24.4 La terza guerra punica
Dopo la sconfitta, Cartagine si accinse subito a riassestare le finanze e a ridare impulso ai commerci.
Ciò favorì il trionfo del partito che propugnava la distruzione completa della rivale, alla testa del quale stava l'austero senatore Marco Porcio Catone; tutte le volte che questo intransigente conservatore parlava in Senato non mancava mai di concludere i suoi discorsi con la frase: "Ceterum censeo Carthaginem esse delendam!" (penso, inoltre, che Cartagine debba essere distrutta!).

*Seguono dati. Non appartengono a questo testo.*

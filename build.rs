fn main() {
    slint_build::compile("ui/app.slint").expect("Slint UI 编译失败");
}
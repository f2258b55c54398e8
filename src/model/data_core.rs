//! AppState：应用核心状态，负责加载、重新加载与节点展开

use std::path::{Path, PathBuf};
use std::rc::Rc;

use thiserror::Error;

use crate::model::document::LoadError;
use crate::model::lazy_tree::{LazyTree, ViewId, ViewKind, ViewRow};
use crate::utils::config::Preferences;
use crate::utils::fs::read_document;

/// “全部展开”最多执行的填充次数，防止超大文档卡死界面
pub const EXPAND_ALL_LIMIT: usize = 10_000;

#[derive(Debug, Default)]
pub struct AppState {
    pub source_path: Option<PathBuf>,
    pub tree: LazyTree,
    pub preferences: Preferences,
}

#[derive(Error, Debug)]
pub enum AppError {
    #[error("无法读取文件 {}: {source}", .path.display())]
    Read {
        path: PathBuf,
        #[source]
        source: std::io::Error,
    },
    #[error("YAML解析失败 {}: {source}", .path.display())]
    Parse {
        path: PathBuf,
        #[source]
        source: LoadError,
    },
    #[error("当前没有已加载的文件")]
    NoCurrentFile,
    #[error("未知节点: {0}")]
    UnknownNode(ViewId),
    #[error("偏好设置错误: {0}")]
    Config(String),
    #[error("YAML输出失败: {0}")]
    Render(#[from] serde_yaml::Error),
}

impl AppState {
    pub fn new(preferences: Preferences) -> Self {
        Self {
            preferences,
            ..Self::default()
        }
    }

    /// 加载YAML文件并重建视图树，返回顶层节点数
    ///
    /// 先完整读取并解析，成功后才替换当前树；失败时保持原状态不变。
    pub fn load_file(&mut self, p: &Path) -> Result<usize, AppError> {
        let document = Rc::new(read_document(p)?);
        let top_level = self.tree.reset(document);
        self.source_path = Some(p.to_path_buf());
        self.preferences.remember_file(p);
        tracing::info!("已加载 {}: 顶层 {} 个节点", p.display(), top_level);
        Ok(top_level)
    }

    /// 从磁盘重新读取当前文件
    pub fn reload(&mut self) -> Result<usize, AppError> {
        let path = self.source_path.clone().ok_or(AppError::NoCurrentFile)?;
        self.load_file(&path)
    }

    /// 切换节点的展开状态，返回切换后是否展开
    pub fn toggle_node_expanded(&mut self, id: ViewId) -> Result<bool, AppError> {
        self.tree.toggle(id)
    }

    pub fn expand_all(&mut self) -> usize {
        self.tree.expand_all(EXPAND_ALL_LIMIT)
    }

    /// 当前可见的行
    pub fn rows(&self) -> Vec<ViewRow> {
        self.tree.visible_rows()
    }

    /// 复制用文本：叶子为其值，分支为整棵子树的YAML文本
    pub fn copy_text_for(&self, id: ViewId) -> Result<String, AppError> {
        let node = self.tree.node(id).ok_or(AppError::UnknownNode(id))?;
        match (node.kind, node.source, self.tree.document()) {
            (ViewKind::Branch, Some(source), Some(document)) => {
                Ok(document.to_yaml(source)?.trim_end().to_string())
            }
            _ => Ok(node.value.clone()),
        }
    }
}
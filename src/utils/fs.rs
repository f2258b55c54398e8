//! 文件读取：从磁盘读取并解析YAML文档

use std::{fs, path::Path};

use crate::model::data_core::AppError;
use crate::model::document::Document;

/// 从文件读取并解析YAML文档
pub fn read_document(p: &Path) -> Result<Document, AppError> {
    let text = fs::read_to_string(p).map_err(|source| AppError::Read {
        path: p.to_path_buf(),
        source,
    })?;
    Document::parse_str(&text).map_err(|source| AppError::Parse {
        path: p.to_path_buf(),
        source,
    })
}

#[cfg(test)]
mod tests {
    use super::*;
    use std::io::Write;
    use tempfile::NamedTempFile;

    #[test]
    fn test_read_missing_file() {
        let dir = tempfile::tempdir().unwrap();
        let result = read_document(&dir.path().join("absent.yaml"));
        assert!(matches!(result, Err(AppError::Read { .. })));
    }

    #[test]
    fn test_read_malformed_file() {
        let mut file = NamedTempFile::new().unwrap();
        file.write_all(b"key: [unclosed\n").unwrap();
        let result = read_document(file.path());
        assert!(matches!(result, Err(AppError::Parse { .. })));
    }

    #[test]
    fn test_read_json_document() {
        let mut file = NamedTempFile::new().unwrap();
        file.write_all(br#"{"name": "test", "value": 42}"#).unwrap();
        let doc = read_document(file.path()).unwrap();
        assert_eq!(doc.flow_text(doc.root()), "{name: test, value: 42}");
    }
}
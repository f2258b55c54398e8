pub mod data_core;
pub mod document;
pub mod lazy_tree;
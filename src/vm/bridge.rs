//! VM桥接层：连接Slint UI与AppState数据模型
//!
//! 注意：回调绑定在main.rs中，因为依赖于Slint生成的类型
//! 这里只提供状态文本与不依赖UI的格式化函数

use std::path::Path;

// === 常量定义（消除魔法值） ===
pub const STATUS_READY: &str = "就绪";
pub const STATUS_LOADING: &str = "正在加载文件...";
pub const STATUS_NO_FILE_SELECTED: &str = "未选择文件";
pub const STATUS_COPIED: &str = "已复制到剪贴板";
pub const STATUS_ERROR_PREFIX: &str = "错误: ";
pub const DIALOG_TITLE_ERROR: &str = "出错了";

/// 加载成功后的状态栏文本
pub fn loaded_status(path: &Path, top_level: usize) -> String {
    format!("已加载 {}（顶层 {} 项）", path.display(), top_level)
}

/// 展开/折叠后的状态栏文本
pub fn toggled_status(label: &str, open: bool) -> String {
    let action = if open { "展开" } else { "折叠" };
    format!("{}: {}", action, label)
}

pub fn error_status(err: &dyn std::fmt::Display) -> String {
    format!("{}{}", STATUS_ERROR_PREFIX, err)
}

#[cfg(test)]
mod tests {
    use super::*;
    use crate::model::data_core::AppError;

    #[test]
    fn test_status_texts() {
        assert_eq!(loaded_status(Path::new("/tmp/a.yaml"), 3), "已加载 /tmp/a.yaml（顶层 3 项）");
        assert_eq!(toggled_status("users", true), "展开: users");
        assert_eq!(toggled_status("users", false), "折叠: users");
        assert_eq!(error_status(&AppError::NoCurrentFile), "错误: 当前没有已加载的文件");
    }
}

Il pretesto per la ripresa delle ostilità - la terza guerra punica - venne offerto dalle scorrerie che l'ambizioso Massinissa, re di Numidia, faceva di tanto in tanto nelle terre cartaginesi confinanti con il suo regno.
I Cartaginesi, per quanto si fossero impegnati a non impugnare le armi senza il permesso di Roma, finirono col reagire alle provocazioni: e poiché Massinissa era alleato dei Romani (ai quali aveva prestato il valido aiuto della sua cavalleria nella battaglia di Zama), questi colsero l'occasione per vibrare alla città nemica il colpo mortale invocato dal partito di Catone.
Un esercito fu spedito in Africa (149 a. C.): Cartagine, pur di evitare un conflitto da cui sapeva che sarebbe uscita distrutta, si rassegnò a consegnare le armi e la flotta in cambio della promessa che la sua indipendenza sarebbe stata rispettata. Ma quando i Cartaginesi furono disarmati, i Romani ingiunsero loro di abbandonare la città e di ritirarsi nell'interno del paese, ossia di rinunciare a quei traffici marittimi e commerciali da cui traevano ogni risorsa di vita. L'imposizione era inaccettabile e Cartagine si accinse a una resistenza disperata, che per tre anni immobilizzò l'esercito romano in un logorante assedio.